Recent settlements with Forever 21 and Macy’s announced by the U.S. Justice Department’s Office of Special Counsel (“OSC”) underscore the importance to retail employers of training staff regarding the anti-discrimination provisions of the Form I-9 requirements.
Most employers are familiar with the Form I-9 requirements that direct employers to obtain original documentation establishing the identity and work authorization of all new employees hired since November 7, 1986. In their eagerness to satisfy their Form I-9 obligations, however, many employers, including a growing number in the retail industry, fail to comply with the anti-discrimination provisions of the law.
The Form I-9 requirements are contained in the Immigration Reform and Control Act of 1986 (“IRCA”). When Congress passed IRCA, however, it recognized that this was the first time employers had been required to inquire whether new employees were authorized to work, and it was concerned that many employers might misuse the law to discriminate against “foreign looking” employees. To guard against this possibility, Congress included several anti-discrimination provisions in IRCA that define unfair immigration-related employment practices. These include asking for more or different documents than IRCA requires, asking for specific documents, applying the Form I-9 requirements differently to various applicants, limiting applicants to just U.S. citizens absent legal justification. Congress also created the OSC to enforce these anti-discrimination provisions.
In Forever, 21, the OSC alleged that the company violated IRCA when it required a prospective employee to produce a permanent residence or “green card”, and refused to accept a valid employment authorization document (“EAD”). A valid EAD is a document that satisfies the Form I-9 requirements under IRCA. By refusing to accept the candidate’s EAD and insisting on a green card, the employer allegedly violated IRCA’s anti-discrimination requirements. Under the terms of the settlement, Forever 21 agreed to pay a civil fine and back pay.
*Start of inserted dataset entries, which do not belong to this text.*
use std::any::{Any, TypeId};
use std::collections::HashMap;

/// Pass payloads recycled across frames, bucketed by payload type.
#[derive(Default)]
pub struct PassPayloadPool {
    free: HashMap<TypeId, Vec<Box<dyn Any>>>,
}

impl PassPayloadPool {
    pub fn new() -> Self {
        Default::default()
    }

    /// Take a payload of type `T` reset to its default value.
    pub fn take<T: Default + Any>(&mut self) -> Box<T> {
        let recycled = self.free.get_mut(&TypeId::of::<T>())
            .and_then(|payloads| payloads.pop())
            .and_then(|payload| payload.downcast::<T>().ok());

        match recycled {
            Some(mut payload) => {
                *payload = T::default();
                payload
            }
            None => Box::new(T::default()),
        }
    }

    /// Give a payload back to the pool.
    pub fn recycle(&mut self, payload: Box<dyn Any>) {
        // zero sized payloads never allocated anything
        if std::mem::size_of_val(&*payload) == 0 {
            return;
        }

        let type_id = (*payload).type_id();
        self.free.entry(type_id).or_default().push(payload);
    }

    /// Number of payloads waiting to be reused.
    pub fn len(&self) -> usize {
        self.free.values().map(Vec::len).sum()
    }

    pub fn is_empty(&self) -> bool {
        self.len() == 0
    }
}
The OSC brought similar claims against Macy’s Retail Holdings, Inc., Macy’s Florida Stores, LLC, Macy’s Puerto Rico, Inc. and Macy’s West Stores, Inc. (collectively, “Macy’s”). The OSC alleged that Macy’s refused to accept documents presented by new hires that appeared on their face to be genuine and instead asked these employees for more or different documents than IRCA allows. Macy’s agreed to pay $175,000 in civil penalties and to establish a $100,000 fund to compensate employees damaged as a result of its practices.
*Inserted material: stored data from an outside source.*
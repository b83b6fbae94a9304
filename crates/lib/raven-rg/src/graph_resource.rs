use std::hash::{Hash, Hasher};
use std::marker::PhantomData;
use std::sync::Arc;
use std::sync::atomic::{AtomicU32, Ordering};

use crate::device::Device;
use crate::resource::{Resource, ResourceKind};
use crate::resource_desc::{TextureDesc, RendererListDesc};

static NEXT_GRAPH_SERIAL: AtomicU32 = AtomicU32::new(1);

/// Every render graph gets an unique serial, handles remember which graph created them.
pub(crate) fn next_graph_serial() -> u32 {
    NEXT_GRAPH_SERIAL.fetch_add(1, Ordering::Relaxed)
}

/// Because GraphResource can NOT have any generic type parameters,
/// we have to create a ResourceDesc for render graph to hold the data.
#[derive(Clone, Debug, PartialEq)]
pub enum GraphResourceDesc {
    Texture(TextureDesc),
    RendererList(RendererListDesc),
}

impl GraphResourceDesc {
    pub fn kind(&self) -> ResourceKind {
        match self {
            GraphResourceDesc::Texture(_) => ResourceKind::Texture,
            GraphResourceDesc::RendererList(_) => ResourceKind::RendererList,
        }
    }

    pub fn name(&self) -> &str {
        match self {
            GraphResourceDesc::Texture(desc) => &desc.name,
            GraphResourceDesc::RendererList(desc) => &desc.name,
        }
    }
}

pub(crate) enum GraphResource<D: Device> {
    Created(GraphResourceDesc),
    /// Externally owned texture, never returned to the transient cache.
    Imported {
        desc: TextureDesc,
        raw: Arc<D::Texture>,
    },
}

impl<D: Device> GraphResource<D> {
    pub(crate) fn kind(&self) -> ResourceKind {
        match self {
            GraphResource::Created(desc) => desc.kind(),
            GraphResource::Imported { .. } => ResourceKind::Texture,
        }
    }

    pub(crate) fn name(&self) -> &str {
        match self {
            GraphResource::Created(desc) => desc.name(),
            GraphResource::Imported { desc, .. } => &desc.name,
        }
    }

    pub(crate) fn texture_desc(&self) -> Option<&TextureDesc> {
        match self {
            GraphResource::Created(GraphResourceDesc::Texture(desc)) => Some(desc),
            GraphResource::Imported { desc, .. } => Some(desc),
            GraphResource::Created(GraphResourceDesc::RendererList(_)) => None,
        }
    }

    #[inline]
    pub(crate) fn is_imported(&self) -> bool {
        matches!(self, GraphResource::Imported { .. })
    }
}

/// Untyped render graph resource handle to the inner resources of the render graph.
///
/// Two handles are equal when they point to the same version of the same resource.
#[derive(Clone, Copy, Debug)]
pub struct GraphResourceHandle {
    /// Slot id of the resources in the render graph.
    pub(crate) id: u32,
    /// Version of the resource, bumped on every declared write.
    pub(crate) version: u32,
    pub(crate) kind: ResourceKind,
    /// Serial of the graph this handle belongs to.
    pub(crate) graph: u32,
}

impl GraphResourceHandle {
    #[inline]
    pub fn id(&self) -> u32 {
        self.id
    }

    #[inline]
    pub fn version(&self) -> u32 {
        self.version
    }

    #[inline]
    pub fn kind(&self) -> ResourceKind {
        self.kind
    }

    /// This version had been written, step to the next version.
    #[inline]
    pub(crate) fn next_version(self) -> Self {
        Self {
            version: self.version + 1,
            ..self
        }
    }
}

impl PartialEq for GraphResourceHandle {
    fn eq(&self, other: &Self) -> bool {
        self.id == other.id && self.version == other.version
    }
}

impl Eq for GraphResourceHandle {}

impl Hash for GraphResourceHandle {
    fn hash<H: Hasher>(&self, state: &mut H) {
        self.id.hash(state);
        self.version.hash(state);
    }
}

/// Mutable handle of a render graph resource, it can be read and written by passes.
#[derive(Debug)]
pub struct Handle<ResourceType: Resource> {
    pub(crate) handle: GraphResourceHandle,
    pub(crate) _marker: PhantomData<ResourceType>,
}

/// Read only handle of a render graph resource.
#[derive(Debug)]
pub struct ReadHandle<ResourceType: Resource> {
    pub(crate) handle: GraphResourceHandle,
    pub(crate) _marker: PhantomData<ResourceType>,
}

macro_rules! impl_handle_traits {
    ($handle:ident) => {
        impl<ResourceType: Resource> $handle<ResourceType> {
            pub(crate) fn new(handle: GraphResourceHandle) -> Self {
                debug_assert_eq!(handle.kind, ResourceType::KIND);

                Self {
                    handle,
                    _marker: PhantomData,
                }
            }

            #[inline]
            pub fn raw(&self) -> GraphResourceHandle {
                self.handle
            }

            #[inline]
            pub fn version(&self) -> u32 {
                self.handle.version
            }
        }

        // derive() would require ResourceType to be Clone too.
        impl<ResourceType: Resource> Clone for $handle<ResourceType> {
            fn clone(&self) -> Self {
                *self
            }
        }

        impl<ResourceType: Resource> Copy for $handle<ResourceType> {}

        impl<ResourceType: Resource> PartialEq for $handle<ResourceType> {
            fn eq(&self, other: &Self) -> bool {
                self.handle == other.handle
            }
        }

        impl<ResourceType: Resource> Eq for $handle<ResourceType> {}

        impl<ResourceType: Resource> Hash for $handle<ResourceType> {
            fn hash<H: Hasher>(&self, state: &mut H) {
                self.handle.hash(state);
            }
        }
    };
}

impl_handle_traits!(Handle);
impl_handle_traits!(ReadHandle);

impl<ResourceType: Resource> Handle<ResourceType> {
    #[inline]
    pub fn read_only(&self) -> ReadHandle<ResourceType> {
        ReadHandle::new(self.handle)
    }
}

impl<ResourceType: Resource> From<Handle<ResourceType>> for ReadHandle<ResourceType> {
    fn from(handle: Handle<ResourceType>) -> Self {
        handle.read_only()
    }
}

impl<ResourceType: Resource> From<&Handle<ResourceType>> for ReadHandle<ResourceType> {
    fn from(handle: &Handle<ResourceType>) -> Self {
        handle.read_only()
    }
}

impl<ResourceType: Resource> From<&ReadHandle<ResourceType>> for ReadHandle<ResourceType> {
    fn from(handle: &ReadHandle<ResourceType>) -> Self {
        *handle
    }
}

impl<ResourceType: Resource> From<Handle<ResourceType>> for GraphResourceHandle {
    fn from(handle: Handle<ResourceType>) -> Self {
        handle.handle
    }
}

impl<ResourceType: Resource> From<ReadHandle<ResourceType>> for GraphResourceHandle {
    fn from(handle: ReadHandle<ResourceType>) -> Self {
        handle.handle
    }
}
These settlements by the OSC underscore the dangers that employers in the retail industry face if they focus too intently on compliance with the Form I-9 employment eligibility verification process. With the emphasis placed on Form I-9 compliance, many of these employers forget these provisions and the substantial penalties and other obligations that they carry. These settlements are but the latest reminders to retail and other employers of the importance of training staff on these other aspects of the Form I-9 process.